The world production of wheat in 2014 was 729 million tons, making it the third most-produced cereal after corn and rice. Wheat is grown in more land area than any other commercial food. It is the leading source of vegetal protein in human food globally.
Uses of Wheat
Wheat is mainly used as human food, although it is also useful as livestock feed. It is nutritious, concentrated, easily stored and transported, and easily processed into different types of food. It is cultivated for the grain, used either whole or ground. Fine ground is the source of flour for the world’s bread making. Wheat contains gluten protein, which enables leavened dough to rise by forming minute gas cells that hold carbon dioxide during fermentation. This process produces light textured bread.
Wheat grain is also the source of alcoholic beverages such as beer, also in industrial alcohol made into synthetic rubber and explosives. Many different types of products are derived from the wheat grain; this includes bulgur, wheat bran, wheat germ, wheat germ oil and pasta.
Facts about Wheat
- There are six classifications of wheat: hard red winter, hard red spring, soft red winter, durum (hard), hard white and soft white.
- Hard wheat is used for making bread and all-purpose flour.
- Soft wheat is for cakes, pastries, crackers, muffins and biscuits.
- Currently, there is no GMO wheat in commercial production.
- A bushel of wheat yields 42 one-and-a-half pound commercial loaves of white bread OR about 90 one-pound loaves of whole wheat bread.

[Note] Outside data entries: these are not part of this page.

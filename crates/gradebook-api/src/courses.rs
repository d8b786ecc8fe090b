//! Course services and `/api/courses` handlers.

use std::sync::Arc;

use axum::{
  Json,
  extract::{Path, State},
  http::StatusCode,
  response::IntoResponse,
};
use gradebook_core::{
  model::{self, Course},
  statement::{Predicate, Statement},
  store::RecordStore,
};
use serde::Deserialize;

use crate::{error::ApiError, reply::Reply};

// ─── Service ─────────────────────────────────────────────────────────────────

/// All courses, in insertion order.
pub fn list_courses<S: RecordStore>(store: &S) -> Result<Vec<Course>, ApiError> {
  let rows = store
    .execute(Statement::select("courses", None))
    .map_err(ApiError::store)?
    .rows();
  rows
    .iter()
    .map(model::from_row)
    .collect::<Result<_, _>>()
    .map_err(ApiError::from)
}

/// Register a new course; names are unique.
pub fn add_course<S: RecordStore>(store: &S, name: &str, credit: f64) -> Result<(), ApiError> {
  let name = name.trim();
  if name.is_empty() {
    return Err(ApiError::Rejected("course name must not be empty".into()));
  }
  if !credit.is_finite() || credit < 0.0 {
    return Err(ApiError::Rejected("credit must be a non-negative number".into()));
  }
  if list_courses(store)?.iter().any(|c| c.name == name) {
    return Err(ApiError::Rejected("course already exists".into()));
  }

  let course = Course {
    id: None,
    name: name.into(),
    credit,
  };
  store
    .execute(Statement::insert("courses", model::to_row(&course)?))
    .map_err(ApiError::store)?;
  Ok(())
}

/// Remove one course by surrogate id.
pub fn delete_course<S: RecordStore>(store: &S, id: i64) -> Result<(), ApiError> {
  let removed = store
    .execute(Statement::delete("courses", Predicate::new("id", id)))
    .map_err(ApiError::store)?
    .affected();
  if removed == 0 {
    return Err(ApiError::NotFound("course not found".into()));
  }
  Ok(())
}

// ─── Handlers ────────────────────────────────────────────────────────────────

#[derive(Debug, Deserialize)]
pub struct NewCourse {
  pub name:   String,
  pub credit: f64,
}

/// `GET /api/courses`
pub async fn list<S: RecordStore + 'static>(
  State(store): State<Arc<S>>,
) -> Result<Json<Reply>, ApiError> {
  Ok(Json(Reply::data(list_courses(store.as_ref())?)?))
}

/// `POST /api/courses` — body: `{"name": "...", "credit": 4.0}`
pub async fn create<S: RecordStore + 'static>(
  State(store): State<Arc<S>>,
  Json(body): Json<NewCourse>,
) -> Result<impl IntoResponse, ApiError> {
  add_course(store.as_ref(), &body.name, body.credit)?;
  Ok((StatusCode::CREATED, Json(Reply::message("course added"))))
}

/// `DELETE /api/courses/{id}`
pub async fn delete_one<S: RecordStore + 'static>(
  State(store): State<Arc<S>>,
  Path(id): Path<i64>,
) -> Result<Json<Reply>, ApiError> {
  delete_course(store.as_ref(), id)?;
  Ok(Json(Reply::message("course deleted")))
}
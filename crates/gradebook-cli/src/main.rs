//! `gradebook` — seeding and reporting CLI for the gradebook server.
//!
//! # Usage
//!
//! ```
//! gradebook seed
//! gradebook --url http://localhost:5001 seed-extra
//! gradebook stats --student-id 2024001
//! ```

mod client;
mod seed;

use anyhow::{Context, Result};
use clap::{Parser, Subcommand};
use client::{ApiClient, ApiConfig};
use serde::Deserialize;

// ─── CLI args ─────────────────────────────────────────────────────────────────

#[derive(Parser, Debug)]
#[command(name = "gradebook", about = "Seed and inspect a gradebook server")]
struct Args {
  /// Path to a TOML config file (url).
  #[arg(short, long, value_name = "FILE")]
  config: Option<std::path::PathBuf>,

  /// Base URL of the gradebook server (default: http://localhost:5001).
  #[arg(long, env = "GRADEBOOK_URL")]
  url: Option<String>,

  #[command(subcommand)]
  command: Command,
}

#[derive(Subcommand, Debug)]
enum Command {
  /// Load the canonical sample dataset: 5 students, 25 grades.
  Seed,
  /// Add the extended dataset: 8 more students with generated grades.
  SeedExtra,
  /// Print grade statistics, optionally for one student.
  Stats {
    #[arg(long)]
    student_id: Option<String>,
  },
}

// ─── Config file ──────────────────────────────────────────────────────────────

/// Shape of the optional TOML config file.
#[derive(Deserialize, Default)]
struct ConfigFile {
  #[serde(default)]
  url: String,
}

// ─── Entry point ──────────────────────────────────────────────────────────────

#[tokio::main]
async fn main() -> Result<()> {
  let args = Args::parse();

  // Load config file if provided.
  let file_cfg: ConfigFile = if let Some(path) = &args.config {
    let raw = std::fs::read_to_string(path)
      .with_context(|| format!("reading config file {}", path.display()))?;
    toml::from_str(&raw).context("parsing config file")?
  } else {
    ConfigFile::default()
  };

  // CLI flags override config file, which overrides defaults.
  let base_url = args
    .url
    .or_else(|| (!file_cfg.url.is_empty()).then(|| file_cfg.url.clone()))
    .unwrap_or_else(|| "http://localhost:5001".to_string());

  let client = ApiClient::new(ApiConfig { base_url })?;

  client
    .health()
    .await
    .context("gradebook server is not reachable; start it first")?;

  match args.command {
    Command::Seed => seed_sample(&client).await,
    Command::SeedExtra => seed_extra(&client).await,
    Command::Stats { student_id } => print_stats(&client, student_id.as_deref()).await,
  }
}

// ─── Commands ─────────────────────────────────────────────────────────────────

async fn seed_sample(client: &ApiClient) -> Result<()> {
  println!("seeding sample data");

  let mut added_students = 0;
  for student in seed::sample_students() {
    let reply = client.add_student(&student).await?;
    if reply.success {
      println!("  added student {} ({})", student.name, student.student_id);
      added_students += 1;
    } else {
      println!(
        "  skipped {}: {}",
        student.name,
        reply.message.unwrap_or_default()
      );
    }
  }

  let mut added_grades = 0;
  for grade in seed::sample_grades() {
    if client.add_grade(&grade).await?.success {
      added_grades += 1;
    }
  }

  println!("seed complete: {added_students} students, {added_grades} grades");
  print_stats(client, None).await
}

async fn seed_extra(client: &ApiClient) -> Result<()> {
  println!("adding extended data");

  let mut added = Vec::new();
  for student in seed::extra_students() {
    let reply = client.add_student(&student).await?;
    if reply.success {
      println!(
        "  added student {} ({}) - {}",
        student.name, student.student_id, student.class_name
      );
      added.push(student);
    } else {
      println!(
        "  skipped {}: {}",
        student.name,
        reply.message.unwrap_or_default()
      );
    }
  }

  let mut added_grades = 0;
  for (index, student) in added.iter().enumerate() {
    for grade in seed::generated_grades(&student.student_id, index) {
      if client.add_grade(&grade).await?.success {
        added_grades += 1;
      }
    }
  }
  println!("  added {added_grades} grade records");

  let students = client.list_students().await?;
  let grades = client.list_grades().await?;
  println!("totals: {} students, {} grades", students.len(), grades.len());

  print_stats(client, None).await
}

async fn print_stats(client: &ApiClient, student_id: Option<&str>) -> Result<()> {
  let summary = client.statistics(student_id).await?;
  match student_id {
    Some(student_id) => println!("grade statistics for {student_id}:"),
    None => println!("grade statistics:"),
  }
  println!("  count:   {}", summary.count);
  println!("  average: {}", summary.average);
  println!("  max:     {}", summary.max);
  println!("  min:     {}", summary.min);
  Ok(())
}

Wheat is in fact the most important food grain in the world, and therefore an essential component of the world’s commodity trading network. It is the staple food of millions of people all across the world, and has been ever since people developed advanced agricultural techniques thousands of years ago.
The most special feature of the wheat commodity must surely be its worldwide prominence as a foodstuff. Despite the massive yields of it as a crop, the market never becomes saturated. You can trade wheat as a commodity or trade wheat futures.
Wheat commodities can be guaranteed to have a buyer somewhere. While wheat futures are standardized, exchange-traded contracts in which the contract buyer agrees to take delivery, from a seller, a specific quantity of wheat at a predetermined price on a future delivery date.